Here, the ALJ properly rejected Dr. Nazaryan's opinion that Plaintiff was unable to perform sedentary work for four reasons.
First, Dr. Nazaryan's opinion conflicted with the less restrictive assessments by the State agency and consultative examiners. (AR at 21, 59; compare id. at 247-49, 298- 300 with id. at 70-83, 235-46, 267-76); see Batson v. Comm'r Soc. Sec. Admin., 359 F.3d 1190, 1197 (9th Cir. 2004) ("[I]t was permissible for the ALJ to give [the treating physician's opinion] minimal evidentiary weight, in light of the objective medical evidence and the opinions and observations of other doctors.").
Second, Dr. Nazaryan's opinion that Plaintiff is completely disabled due to back pain was inconsistent with his repeated recommendation for her to exercise. (AR at 21, 250, 252, 254-55, 296, 299); see Petrauskas v. Comm'r Soc. Sec. Admin., 414 F. App'x 7, 9 (9th Cir. 2010) (opinion that claimant was completely disabled contradicted by doctor's encouragement to exercise).

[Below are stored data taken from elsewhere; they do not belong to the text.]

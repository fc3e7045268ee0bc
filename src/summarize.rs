/// Summarization step: on-device AI capabilities with a static fallback

use crate::tab_data::TabRecord;
use wasm_bindgen::prelude::*;

// Import JS bridge functions
#[wasm_bindgen(module = "/background.js")]
extern "C" {
    #[wasm_bindgen(catch)]
    async fn extractPageText(tab_id: i32) -> Result<JsValue, JsValue>;

    #[wasm_bindgen(catch)]
    async fn summarizeText(text: &str) -> Result<JsValue, JsValue>;

    #[wasm_bindgen(catch)]
    async fn promptText(prompt: &str) -> Result<JsValue, JsValue>;
}

const PROMPT_INSTRUCTION: &str =
    "Summarize the following page in one short sentence. Reply with the sentence only.";

/// Character budget for page text sent to the prompt capability
const PROMPT_TEXT_LIMIT: usize = 1500;

/// Produce a one-line summary for a tab. Never fails: each tier is attempted
/// once and any failure falls through to the next.
///
/// Tiers: on-device summarizer over extracted page text, then the prompt
/// capability with a fixed instruction, then a string derived from the title.
pub async fn summarize_tab(tab: &TabRecord) -> String {
    if let Some(text) = extract_page_text(tab.id).await {
        match summarizeText(&text).await {
            Ok(response) => {
                if let Some(summary) = response_text(&response) {
                    return summary;
                }
            }
            Err(_) => {
                log::debug!("summarizer unavailable for tab {}", tab.id);
            }
        }

        match promptText(&build_prompt(&text)).await {
            Ok(response) => {
                if let Some(summary) = response_text(&response) {
                    return summary;
                }
            }
            Err(_) => {
                log::debug!("prompt capability unavailable for tab {}", tab.id);
            }
        }
    }

    title_summary(&tab.title, &tab.url)
}

async fn extract_page_text(tab_id: i32) -> Option<String> {
    match extractPageText(tab_id).await {
        Ok(js) => js
            .as_string()
            .map(|text| collapse_whitespace(&text))
            .filter(|text| !text.is_empty()),
        Err(_) => {
            log::debug!("page text extraction failed for tab {}", tab_id);
            None
        }
    }
}

/// A usable model response: a non-empty string, squashed to one line
fn response_text(js: &JsValue) -> Option<String> {
    js.as_string()
        .map(|text| collapse_whitespace(&text))
        .filter(|text| !text.is_empty())
}

/// Fixed instruction plus the page text truncated to the prompt budget
pub fn build_prompt(page_text: &str) -> String {
    format!(
        "{}\n\n{}",
        PROMPT_INSTRUCTION,
        truncate_page_text(page_text, PROMPT_TEXT_LIMIT)
    )
}

/// Collapse runs of whitespace (including newlines) into single spaces
pub fn collapse_whitespace(text: &str) -> String {
    text.split_whitespace().collect::<Vec<_>>().join(" ")
}

/// Truncate to at most `max_chars` characters, on a char boundary
pub fn truncate_page_text(text: &str, max_chars: usize) -> String {
    let collapsed = collapse_whitespace(text);
    collapsed.chars().take(max_chars).collect()
}

/// Static summary derived from the tab title, the last tier
pub fn title_summary(title: &str, url: &str) -> String {
    let trimmed = title.trim();
    if !trimmed.is_empty() {
        return trimmed.to_string();
    }

    match url::Url::parse(url).ok().and_then(|u| u.host_str().map(str::to_string)) {
        Some(host) => format!("Page on {}", host),
        None => "Untitled tab".to_string(),
    }
}
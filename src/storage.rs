/// Storage layout for chrome.storage.local

use crate::tab_data::SavedSession;
use serde::{Deserialize, Serialize};

/// Latest snapshot, overwritten on every processing run
pub const SNAPSHOT_KEY: &str = "tab_triage_snapshot";
/// Append-only list of saved sessions
pub const SESSIONS_KEY: &str = "tab_triage_sessions";
/// Popup theme preference, "light" or "dark"
pub const THEME_KEY: &str = "tab_triage_theme";

/// Persisted session list. Append-only: sessions are never mutated or
/// deleted, and stay in creation order.
#[derive(Debug, Clone, Serialize, Deserialize)]
pub struct SessionStore {
    pub sessions: Vec<SavedSession>,
}

impl SessionStore {
    pub fn new() -> Self {
        SessionStore {
            sessions: Vec::new(),
        }
    }

    pub fn add_session(&mut self, session: SavedSession) {
        self.sessions.push(session);
    }
}

impl Default for SessionStore {
    fn default() -> Self {
        Self::new()
    }
}
// API handlers for the web server

use super::{
    SharedDispatcher,
    client_addr::ClientAddr,
    error::ApiError,
    models::{ApiModelInfo, ReplicateRequest},
};
use axum::{
    Json,
    extract::{State, rejection::JsonRejection},
    http::StatusCode,
};
use tracing::error;

// --- POST /replicate ---
// Generates images and returns the names of the files written
pub async fn replicate(
    State(dispatcher): State<SharedDispatcher>,
    ClientAddr(client_addr): ClientAddr,
    payload: Result<Json<ReplicateRequest>, JsonRejection>,
) -> Result<(StatusCode, Json<Vec<String>>), ApiError> {
    let Json(payload) = payload.map_err(|rejection| {
        error!("{} Invalid request body: {}", client_addr, rejection.body_text());
        ApiError::from(rejection)
    })?;

    let file_names = dispatcher
        .dispatch(payload.into_generation_request(client_addr))
        .await?;

    Ok((StatusCode::CREATED, Json(file_names)))
}

// --- GET /models ---
// Lists the models accepted by POST /replicate
pub async fn list_models(State(dispatcher): State<SharedDispatcher>) -> Json<Vec<ApiModelInfo>> {
    Json(dispatcher.registry().list().map(ApiModelInfo::from).collect())
}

Third, Dr. Nazaryan's opinion conflicted with treatment records for alleged shoulder pain showing (1) "[n]o focal neurological deficits," (2) "[n]o tenderness, no swelling[, and] no deformity," and (3) no significant findings other than possible decreased range of motion at a follow-up visit. (AR at 21, 256, 285); see Valentine v. Comm'r Soc. Sec. Admin, 574 F.3d 685, 692-93 (9th Cir. 2009) (contradiction between treating physician's opinion and his treatment notes constitutes specific and legitimate reason for rejecting opinion).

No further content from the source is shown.